(Task description)
Below are records. Find each line in them that holds the word "MemoryRepo" and copy it.

(Records supplied)
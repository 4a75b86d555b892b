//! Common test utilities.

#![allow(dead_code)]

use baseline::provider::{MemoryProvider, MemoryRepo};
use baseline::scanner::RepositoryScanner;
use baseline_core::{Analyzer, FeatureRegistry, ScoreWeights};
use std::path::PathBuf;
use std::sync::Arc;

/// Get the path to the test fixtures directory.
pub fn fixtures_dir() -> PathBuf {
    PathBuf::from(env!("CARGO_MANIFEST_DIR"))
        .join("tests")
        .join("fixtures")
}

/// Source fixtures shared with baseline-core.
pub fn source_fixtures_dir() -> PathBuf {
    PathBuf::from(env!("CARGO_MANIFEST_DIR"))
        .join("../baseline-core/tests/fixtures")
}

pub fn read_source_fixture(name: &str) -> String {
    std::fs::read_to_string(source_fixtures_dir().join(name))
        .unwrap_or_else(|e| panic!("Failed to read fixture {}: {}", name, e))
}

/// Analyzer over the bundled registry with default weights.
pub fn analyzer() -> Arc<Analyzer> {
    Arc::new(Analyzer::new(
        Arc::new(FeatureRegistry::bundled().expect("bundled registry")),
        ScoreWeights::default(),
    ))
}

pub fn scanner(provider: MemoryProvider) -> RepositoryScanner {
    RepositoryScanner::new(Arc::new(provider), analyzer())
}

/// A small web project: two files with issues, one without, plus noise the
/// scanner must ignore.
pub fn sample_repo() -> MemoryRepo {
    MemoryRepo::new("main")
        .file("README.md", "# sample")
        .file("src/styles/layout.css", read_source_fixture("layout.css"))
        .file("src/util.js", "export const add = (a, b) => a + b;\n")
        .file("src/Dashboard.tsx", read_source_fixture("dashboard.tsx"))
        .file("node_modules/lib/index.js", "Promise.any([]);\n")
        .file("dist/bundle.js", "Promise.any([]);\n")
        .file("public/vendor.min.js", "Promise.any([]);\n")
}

(Result)
use baseline::provider::{MemoryProvider, MemoryRepo};
pub fn sample_repo() -> MemoryRepo {
    MemoryRepo::new("main")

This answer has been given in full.